Data for this exercise
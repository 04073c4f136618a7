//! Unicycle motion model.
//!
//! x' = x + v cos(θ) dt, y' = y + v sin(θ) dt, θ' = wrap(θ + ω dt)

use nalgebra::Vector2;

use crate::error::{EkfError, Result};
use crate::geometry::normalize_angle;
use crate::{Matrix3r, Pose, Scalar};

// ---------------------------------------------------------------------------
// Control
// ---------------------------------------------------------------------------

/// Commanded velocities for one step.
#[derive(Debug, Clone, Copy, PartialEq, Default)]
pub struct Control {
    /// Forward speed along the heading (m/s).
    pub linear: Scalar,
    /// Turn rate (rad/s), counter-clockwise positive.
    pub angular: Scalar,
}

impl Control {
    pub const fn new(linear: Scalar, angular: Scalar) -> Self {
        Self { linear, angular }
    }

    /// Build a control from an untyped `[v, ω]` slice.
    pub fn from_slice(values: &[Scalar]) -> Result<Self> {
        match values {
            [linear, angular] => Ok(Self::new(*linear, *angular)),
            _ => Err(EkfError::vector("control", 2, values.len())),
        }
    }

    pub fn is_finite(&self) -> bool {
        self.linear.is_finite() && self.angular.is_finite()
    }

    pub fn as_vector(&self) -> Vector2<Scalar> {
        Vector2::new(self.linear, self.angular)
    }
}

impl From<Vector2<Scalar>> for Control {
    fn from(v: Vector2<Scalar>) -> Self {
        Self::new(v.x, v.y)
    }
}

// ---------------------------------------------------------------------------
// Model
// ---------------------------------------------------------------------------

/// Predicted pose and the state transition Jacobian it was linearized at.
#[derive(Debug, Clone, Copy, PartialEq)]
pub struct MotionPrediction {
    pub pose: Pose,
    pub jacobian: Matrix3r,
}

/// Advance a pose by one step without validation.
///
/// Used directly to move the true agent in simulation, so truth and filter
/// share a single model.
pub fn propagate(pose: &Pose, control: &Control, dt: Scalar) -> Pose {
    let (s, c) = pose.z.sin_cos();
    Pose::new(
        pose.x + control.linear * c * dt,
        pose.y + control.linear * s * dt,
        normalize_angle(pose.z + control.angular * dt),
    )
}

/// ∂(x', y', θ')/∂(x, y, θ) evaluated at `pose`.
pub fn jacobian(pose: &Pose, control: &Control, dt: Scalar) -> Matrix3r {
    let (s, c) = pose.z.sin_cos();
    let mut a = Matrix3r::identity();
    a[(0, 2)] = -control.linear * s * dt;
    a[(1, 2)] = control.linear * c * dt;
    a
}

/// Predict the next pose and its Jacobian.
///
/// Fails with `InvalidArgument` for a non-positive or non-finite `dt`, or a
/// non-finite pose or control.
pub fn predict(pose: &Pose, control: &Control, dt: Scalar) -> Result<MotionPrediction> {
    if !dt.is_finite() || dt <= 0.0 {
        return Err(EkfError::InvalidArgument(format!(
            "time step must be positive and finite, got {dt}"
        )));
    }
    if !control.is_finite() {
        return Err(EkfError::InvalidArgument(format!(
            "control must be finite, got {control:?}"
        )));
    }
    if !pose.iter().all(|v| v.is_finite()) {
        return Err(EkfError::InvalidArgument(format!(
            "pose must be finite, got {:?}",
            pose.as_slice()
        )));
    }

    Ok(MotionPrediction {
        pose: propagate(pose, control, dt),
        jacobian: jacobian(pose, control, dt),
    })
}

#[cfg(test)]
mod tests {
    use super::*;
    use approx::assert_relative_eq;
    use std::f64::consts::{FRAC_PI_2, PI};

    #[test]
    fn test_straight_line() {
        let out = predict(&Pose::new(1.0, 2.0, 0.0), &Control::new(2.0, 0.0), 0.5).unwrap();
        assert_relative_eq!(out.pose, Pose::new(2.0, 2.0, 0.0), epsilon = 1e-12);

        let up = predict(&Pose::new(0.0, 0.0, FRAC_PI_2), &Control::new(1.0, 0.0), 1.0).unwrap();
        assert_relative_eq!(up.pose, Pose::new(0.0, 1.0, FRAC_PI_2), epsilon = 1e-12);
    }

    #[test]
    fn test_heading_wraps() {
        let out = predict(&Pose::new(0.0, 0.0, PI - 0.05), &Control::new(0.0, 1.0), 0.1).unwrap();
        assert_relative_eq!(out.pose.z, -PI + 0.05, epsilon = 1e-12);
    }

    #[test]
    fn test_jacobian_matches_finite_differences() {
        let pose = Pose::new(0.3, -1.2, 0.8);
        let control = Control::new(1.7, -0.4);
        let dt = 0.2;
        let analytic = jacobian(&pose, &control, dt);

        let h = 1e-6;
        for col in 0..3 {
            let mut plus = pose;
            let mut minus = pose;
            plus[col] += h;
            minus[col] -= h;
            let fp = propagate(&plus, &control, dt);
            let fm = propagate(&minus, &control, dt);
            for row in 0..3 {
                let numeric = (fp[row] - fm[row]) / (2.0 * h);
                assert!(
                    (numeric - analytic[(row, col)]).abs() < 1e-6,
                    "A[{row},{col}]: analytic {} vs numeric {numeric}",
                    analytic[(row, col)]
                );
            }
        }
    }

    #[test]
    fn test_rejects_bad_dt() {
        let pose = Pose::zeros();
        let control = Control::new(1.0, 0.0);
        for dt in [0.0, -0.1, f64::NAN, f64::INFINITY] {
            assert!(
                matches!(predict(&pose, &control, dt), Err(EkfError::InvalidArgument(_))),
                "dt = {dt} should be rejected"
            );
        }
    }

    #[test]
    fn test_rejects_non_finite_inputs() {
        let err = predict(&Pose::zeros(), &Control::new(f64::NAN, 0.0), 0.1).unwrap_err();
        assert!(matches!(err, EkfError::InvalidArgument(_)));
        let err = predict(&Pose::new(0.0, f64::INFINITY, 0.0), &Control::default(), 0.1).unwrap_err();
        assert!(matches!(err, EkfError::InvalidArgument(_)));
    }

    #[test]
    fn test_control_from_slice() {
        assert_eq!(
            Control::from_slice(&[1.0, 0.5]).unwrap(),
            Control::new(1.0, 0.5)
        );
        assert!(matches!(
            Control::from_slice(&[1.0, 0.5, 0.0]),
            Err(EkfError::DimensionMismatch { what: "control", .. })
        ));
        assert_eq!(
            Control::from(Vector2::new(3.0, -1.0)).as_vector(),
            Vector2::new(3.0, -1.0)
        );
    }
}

* * *

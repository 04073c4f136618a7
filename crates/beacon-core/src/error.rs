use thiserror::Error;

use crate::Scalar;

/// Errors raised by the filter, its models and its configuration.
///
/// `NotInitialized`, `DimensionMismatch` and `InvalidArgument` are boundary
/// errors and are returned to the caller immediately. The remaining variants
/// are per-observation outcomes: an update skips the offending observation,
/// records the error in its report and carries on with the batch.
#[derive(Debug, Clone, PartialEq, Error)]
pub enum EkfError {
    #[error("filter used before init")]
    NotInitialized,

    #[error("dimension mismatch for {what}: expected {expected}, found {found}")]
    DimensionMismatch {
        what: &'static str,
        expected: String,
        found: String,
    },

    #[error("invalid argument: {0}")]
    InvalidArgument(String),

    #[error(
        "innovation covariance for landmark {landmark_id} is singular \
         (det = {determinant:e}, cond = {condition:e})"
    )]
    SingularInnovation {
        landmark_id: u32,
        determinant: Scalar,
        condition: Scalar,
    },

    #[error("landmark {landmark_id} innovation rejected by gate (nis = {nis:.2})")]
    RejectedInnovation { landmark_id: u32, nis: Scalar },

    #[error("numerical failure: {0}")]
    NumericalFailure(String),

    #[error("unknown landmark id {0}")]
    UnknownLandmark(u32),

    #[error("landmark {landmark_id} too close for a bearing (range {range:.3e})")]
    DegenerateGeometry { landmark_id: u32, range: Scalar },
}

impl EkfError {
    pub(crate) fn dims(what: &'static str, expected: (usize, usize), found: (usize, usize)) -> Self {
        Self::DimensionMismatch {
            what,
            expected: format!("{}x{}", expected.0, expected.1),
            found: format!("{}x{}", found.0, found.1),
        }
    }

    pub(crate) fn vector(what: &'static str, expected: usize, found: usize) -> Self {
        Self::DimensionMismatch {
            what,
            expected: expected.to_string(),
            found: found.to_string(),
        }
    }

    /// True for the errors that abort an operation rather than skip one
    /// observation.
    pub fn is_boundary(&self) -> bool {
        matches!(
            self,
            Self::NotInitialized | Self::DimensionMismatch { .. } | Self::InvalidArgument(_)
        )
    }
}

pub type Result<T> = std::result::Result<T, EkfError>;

What this task involves
Among the records above, which lines hold the word "NotInitialized"? Copy each one.

Answer to this task
/// `NotInitialized`, `DimensionMismatch` and `InvalidArgument` are boundary
    NotInitialized,
            Self::NotInitialized | Self::DimensionMismatch { .. } | Self::InvalidArgument(_)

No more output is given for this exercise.